Edit 1: A friend brought up Pinch-Induced Behavior Inhibition, aka the Vulcan Nerve Pinch of transporting baby cats, squirrels, mice, and rats by the neck scruff. Wouldn't it be awesome if predators were exploiting an adaptation that allows mothers to carry babies?
What about animals besides cats and rodents? The internet also has photos of adult wolves, bears, and foxes carrying their babies in their mouths, but I don't know if there's associated pinch immobility. Probably Pinch Immobility is less widespread in vertebrates than Defensive Predator-Contact Immobility, and can't explain it.
Edit 2: Any explanation that relies on the particulars of lion motivations will be insufficient, because tonic immobility is adaptive for animals on different continents with different predators. American rabbits hunted by foxes display tonic immobility too. Most of the above explanations aren't specific to lions, so that's fine, but I should say it up front. Anyway, here's a new one: Maybe tonic immobility following non-lethal contact with a predator deters the predator from further attacks not because the fox is fooled into thinking the rabbit is dead, but because the fox thinks the rabbit is sick. Lethargy is one of the symptoms of the syndrome called sickness behavior, and if you're not sure if the animal in your mouth is diseased, maybe that's reason to hold off on eating it.

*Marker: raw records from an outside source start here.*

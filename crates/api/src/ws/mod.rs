//! WebSocket infrastructure for the streaming gateway.
//!
//! Provides the connection registry, heartbeat monitoring, and the HTTP
//! upgrade handler used by Axum routes.

mod handler;
mod heartbeat;
pub mod registry;

pub use handler::ws_handler;
pub use heartbeat::start_heartbeat;
pub use registry::{ConnectionRegistry, SendError, SessionId};
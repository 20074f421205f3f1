//! Progress monitor: one watcher task per active job.
//!
//! Polls the backend on a fixed interval, translates state transitions
//! into protocol frames, and terminates deterministically: every loop
//! branch either observes a terminal state, counts toward the bounded
//! retry limit, or detects a dead connection / cancelled token.

use std::sync::Arc;
use std::time::Duration;

use graymill_backend::{JobBackend, JobState};
use graymill_core::protocol::ServerMessage;
use graymill_core::types::{ConnectionToken, JobId};
use tokio_util::sync::CancellationToken;

use crate::ws::registry::ConnectionRegistry;

/// Tunable parameters for progress monitors.
#[derive(Debug, Clone)]
pub struct MonitorConfig {
    /// Delay between backend polls.
    pub poll_interval: Duration,
    /// Consecutive poll failures tolerated before the job is reported
    /// failed with a backend-unavailable reason.
    pub max_poll_failures: u32,
}

impl Default for MonitorConfig {
    fn default() -> Self {
        Self {
            poll_interval: Duration::from_millis(500),
            max_poll_failures: 6,
        }
    }
}

/// Outcome of one poll tick.
enum Tick {
    Continue,
    Done,
}

/// Watches one job from submission to its terminal state.
///
/// All of the monitor's state (last emitted progress, retry counter) is
/// owned exclusively by its task; the registry is the only shared state
/// it touches.
pub struct ProgressMonitor {
    registry: Arc<ConnectionRegistry>,
    backend: Arc<dyn JobBackend>,
    config: MonitorConfig,
    job_id: JobId,
    token: ConnectionToken,
    cancel: CancellationToken,
    /// Last progress value actually delivered; duplicates and regressions
    /// below it are suppressed.
    last_progress: Option<u8>,
    /// Consecutive poll failures; reset on any successful poll.
    failures: u32,
}

impl ProgressMonitor {
    pub fn new(
        registry: Arc<ConnectionRegistry>,
        backend: Arc<dyn JobBackend>,
        config: MonitorConfig,
        job_id: JobId,
        token: ConnectionToken,
        cancel: CancellationToken,
    ) -> Self {
        Self {
            registry,
            backend,
            config,
            job_id,
            token,
            cancel,
            last_progress: None,
            failures: 0,
        }
    }

    /// Run the poll loop until the job terminates, the connection goes
    /// away, the retry bound trips, or the process shuts down.
    pub async fn run(mut self) {
        let mut ticker = tokio::time::interval(self.config.poll_interval);
        tracing::debug!(job_id = %self.job_id, token = %self.token, "Progress monitor started");

        loop {
            tokio::select! {
                _ = self.cancel.cancelled() => {
                    tracing::debug!(job_id = %self.job_id, "Progress monitor cancelled");
                    break;
                }
                _ = ticker.tick() => {
                    if matches!(self.tick().await, Tick::Done) {
                        break;
                    }
                }
            }
        }

        self.registry.untrack_job(&self.token, &self.job_id).await;
        tracing::debug!(job_id = %self.job_id, "Progress monitor stopped");
    }

    /// One poll cycle: liveness check, backend poll, emission.
    async fn tick(&mut self) -> Tick {
        if !self.registry.is_connected(&self.token).await {
            tracing::info!(
                job_id = %self.job_id,
                token = %self.token,
                "Connection gone, abandoning job tracking",
            );
            return Tick::Done;
        }

        let status = match self.backend.poll(&self.job_id).await {
            Ok(status) => {
                self.failures = 0;
                status
            }
            Err(e) => {
                self.failures += 1;
                tracing::warn!(
                    job_id = %self.job_id,
                    error = %e,
                    failures = self.failures,
                    "Backend poll failed",
                );
                if self.failures >= self.config.max_poll_failures {
                    self.emit(ServerMessage::Failed {
                        task_id: self.job_id.clone(),
                        error: format!("backend unavailable: {e}"),
                    })
                    .await;
                    return Tick::Done;
                }
                return Tick::Continue;
            }
        };

        match status.state {
            JobState::Pending => Tick::Continue,

            JobState::Running => {
                if let Some(progress) = status.progress {
                    let is_new = self.last_progress.is_none_or(|last| progress > last);
                    if is_new
                        && self
                            .emit(ServerMessage::Progress {
                                task_id: self.job_id.clone(),
                                progress,
                            })
                            .await
                    {
                        self.last_progress = Some(progress);
                    }
                }
                Tick::Continue
            }

            JobState::Succeeded => {
                self.emit(ServerMessage::Completed {
                    task_id: self.job_id.clone(),
                    binarized_image: status.result.unwrap_or_default(),
                })
                .await;
                Tick::Done
            }

            JobState::Failed => {
                self.emit(ServerMessage::Failed {
                    task_id: self.job_id.clone(),
                    error: status
                        .error
                        .unwrap_or_else(|| "unknown backend error".to_string()),
                })
                .await;
                Tick::Done
            }
        }
    }

    /// Best-effort delivery. A `NotConnected` result drops the frame
    /// without retrying it; the next tick's liveness check decides whether
    /// the monitor keeps running.
    async fn emit(&self, frame: ServerMessage) -> bool {
        match self.registry.send(&self.token, &frame).await {
            Ok(()) => true,
            Err(e) => {
                tracing::debug!(
                    job_id = %self.job_id,
                    error = %e,
                    "Dropped undeliverable frame",
                );
                false
            }
        }
    }
}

At this point, I think I need to just put more effort into researching the real responses of predators to tonic immobility, and maybe predator neurology also, in order to learn whether predators have a stupid brain circuit giving them a stupid instinct to only attack moving prey, even if the prey was moving a second ago and is now sitting handily in the predator's mouth. Also, I've read inconsistent reports on whether tonic immobility is accompanied by brachycardia (decreased heart rate). If it is, then that's a small point in favor of the hypothesis that tonic immobility is a condition which a predator could confuse for death. Why the predator doesn't keep eating the animal she thinks she just killed would still be a mystery, but it would be a smaller mystery at least.

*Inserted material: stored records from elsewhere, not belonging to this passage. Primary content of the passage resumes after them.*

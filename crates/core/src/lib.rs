//! Shared types for the Graymill job-progress gateway.
//!
//! Contains the wire-message protocol spoken over the persistent client
//! connection, the client-side state reconciler that enforces the per-job
//! ordering contract, and common type aliases.

pub mod protocol;
pub mod reconciler;
pub mod types;
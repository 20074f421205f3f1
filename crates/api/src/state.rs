use std::sync::Arc;

use crate::config::GatewayConfig;
use crate::dispatcher::JobDispatcher;
use crate::ws::ConnectionRegistry;

/// Shared application state available to all Axum handlers via
/// `State<AppState>`.
///
/// This is cheaply cloneable (inner data is behind `Arc`).
#[derive(Clone)]
pub struct AppState {
    /// Gateway configuration.
    pub config: Arc<GatewayConfig>,
    /// Registry of live client connections.
    pub registry: Arc<ConnectionRegistry>,
    /// Job dispatcher (validation, backend submission, monitor spawning).
    pub dispatcher: Arc<JobDispatcher>,
}
//! In-process job executor.
//!
//! Stands in for a remote job service when the gateway runs standalone:
//! each submission spawns a task that walks the progress ladder on a fixed
//! cadence, runs the binarization on a blocking thread, and records the
//! terminal status. Job state is persisted for the process lifetime so
//! polls stay idempotent after completion.

use std::collections::HashMap;
use std::sync::Arc;
use std::time::Duration;

use graymill_core::types::JobId;
use tokio::sync::RwLock;

use crate::binarize::binarize;
use crate::client::{BackendError, JobBackend};
use crate::job::JobStatus;

/// Default delay between progress steps.
const DEFAULT_STEP_DELAY: Duration = Duration::from_secs(1);

/// Progress values reported while a job runs.
const PROGRESS_STEPS: [u8; 6] = [0, 20, 40, 60, 80, 100];

/// [`JobBackend`] that executes jobs inside the gateway process.
pub struct LocalJobBackend {
    jobs: Arc<RwLock<HashMap<JobId, JobStatus>>>,
    step_delay: Duration,
}

impl LocalJobBackend {
    /// Create an executor with the default step cadence.
    pub fn new() -> Self {
        Self::with_step_delay(DEFAULT_STEP_DELAY)
    }

    /// Create an executor with a custom delay between progress steps.
    /// Tests use short delays to keep polling loops fast.
    pub fn with_step_delay(step_delay: Duration) -> Self {
        Self {
            jobs: Arc::new(RwLock::new(HashMap::new())),
            step_delay,
        }
    }

    /// Number of jobs the executor has ever accepted.
    pub async fn job_count(&self) -> usize {
        self.jobs.read().await.len()
    }

    async fn execute(
        jobs: Arc<RwLock<HashMap<JobId, JobStatus>>>,
        job_id: JobId,
        payload: String,
        algorithm: String,
        step_delay: Duration,
    ) {
        for progress in PROGRESS_STEPS {
            tokio::time::sleep(step_delay).await;
            jobs.write()
                .await
                .insert(job_id.clone(), JobStatus::running(progress));
        }

        // The thresholding pass is CPU-bound; keep it off the runtime.
        let outcome =
            tokio::task::spawn_blocking(move || binarize(&payload, &algorithm)).await;

        let status = match outcome {
            Ok(Ok(result)) => JobStatus::succeeded(result),
            Ok(Err(e)) => {
                tracing::warn!(job_id = %job_id, error = %e, "Local job failed");
                JobStatus::failed(e.to_string())
            }
            Err(e) => {
                tracing::error!(job_id = %job_id, error = %e, "Binarization task panicked");
                JobStatus::failed(format!("execution panicked: {e}"))
            }
        };

        jobs.write().await.insert(job_id, status);
    }
}

impl Default for LocalJobBackend {
    fn default() -> Self {
        Self::new()
    }
}

#[async_trait::async_trait]
impl JobBackend for LocalJobBackend {
    async fn submit(&self, payload: &str, algorithm: &str) -> Result<JobId, BackendError> {
        let job_id = uuid::Uuid::new_v4().to_string();
        self.jobs
            .write()
            .await
            .insert(job_id.clone(), JobStatus::pending());

        tracing::info!(job_id = %job_id, algorithm, "Local job accepted");

        tokio::spawn(Self::execute(
            Arc::clone(&self.jobs),
            job_id.clone(),
            payload.to_string(),
            algorithm.to_string(),
            self.step_delay,
        ));

        Ok(job_id)
    }

    async fn poll(&self, job_id: &str) -> Result<JobStatus, BackendError> {
        self.jobs
            .read()
            .await
            .get(job_id)
            .cloned()
            .ok_or_else(|| BackendError::UnknownJob(job_id.to_string()))
    }
}
/// Receive and parse the next protocol frame, failing the test on timeout.
async fn recv_frame(rx: &mut mpsc::UnboundedReceiver<Message>) -> ServerMessage {
    let msg = timeout(Duration::from_secs(2), rx.recv())
        .await
        .expect("timed out waiting for a frame")
        .expect("channel closed while waiting for a frame");
    let Message::Text(text) = msg else {
        panic!("expected a text frame, got: {msg:?}");
    };
    serde_json::from_str(text.as_str()).expect("frame should parse as ServerMessage")
}

/// Assert that no further frame arrives within the given window.
async fn assert_silent(rx: &mut mpsc::UnboundedReceiver<Message>, window: Duration) {
    match timeout(window, rx.recv()).await {
        Err(_) => {}
        Ok(None) => {}
        Ok(Some(msg)) => panic!("unexpected frame after terminal: {msg:?}"),
    }
}

// ---------------------------------------------------------------------------
// Test: ordered stream with duplicate suppression
// ---------------------------------------------------------------------------

#[tokio::test]
async fn ordered_stream_suppresses_duplicate_progress() {
    let (registry, _backend, dispatcher) = fixture(vec![vec![
        PollStep::Status(JobStatus::pending()),
        PollStep::Status(JobStatus::running(0)),
        PollStep::Status(JobStatus::running(20)),
        PollStep::Status(JobStatus::running(20)),
        PollStep::Status(JobStatus::running(40)),
        PollStep::Status(JobStatus::succeeded("cmVzdWx0")),
    ]]);
    let (_session, mut rx) = registry.register("tok".to_string()).await;

    let job_id = dispatcher.submit("tok", request()).await.unwrap();

    assert_eq!(
        recv_frame(&mut rx).await,
        ServerMessage::Started {
            task_id: job_id.clone(),
            algorithm: "niblack".into(),
        }
    );

    let mut progress = Vec::new();
    loop {
        match recv_frame(&mut rx).await {
            ServerMessage::Progress { task_id, progress: p } => {
                assert_eq!(task_id, job_id);
                progress.push(p);
            }
            ServerMessage::Completed {
                task_id,
                binarized_image,
            } => {
                assert_eq!(task_id, job_id);
                assert_eq!(binarized_image, "cmVzdWx0");
                break;
            }
            other => panic!("unexpected frame: {other:?}"),
        }
    }

    // The duplicate 20 is suppressed; completion is not a progress frame.
    assert_eq!(progress, vec![0, 20, 40]);

    // Nothing follows the terminal frame, and the job is untracked.
    assert_silent(&mut rx, TICK * 10).await;
    assert!(registry.owned_jobs("tok").await.is_empty());
}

And maybe the hints I've read about tonic immobility being adaptive are wrong: maybe the prey animal's brain is just shutting down maladaptively in an extreme situation, or maybe evolution just sucks and tonic immobility is even a maldaptive response to something non-extreme like how rabbits and maybe dogs can be immobilized just by putting them on their backs in the right way, or maybe predators aren't deterred at all by tonic immobility displays, or maybe other things. I need to stop coming up with explanations for what's going on before I've gotten a thorough understanding of what's going on. Get my data first, then explain it. I suppose. And once I know about rabbits and foxes, then I'll know a little more about humans. It will be one of many dozens of perspectives on executive dysfunction in this, my Year of Solving Akrasia Forever, In Theory If Not In Practice.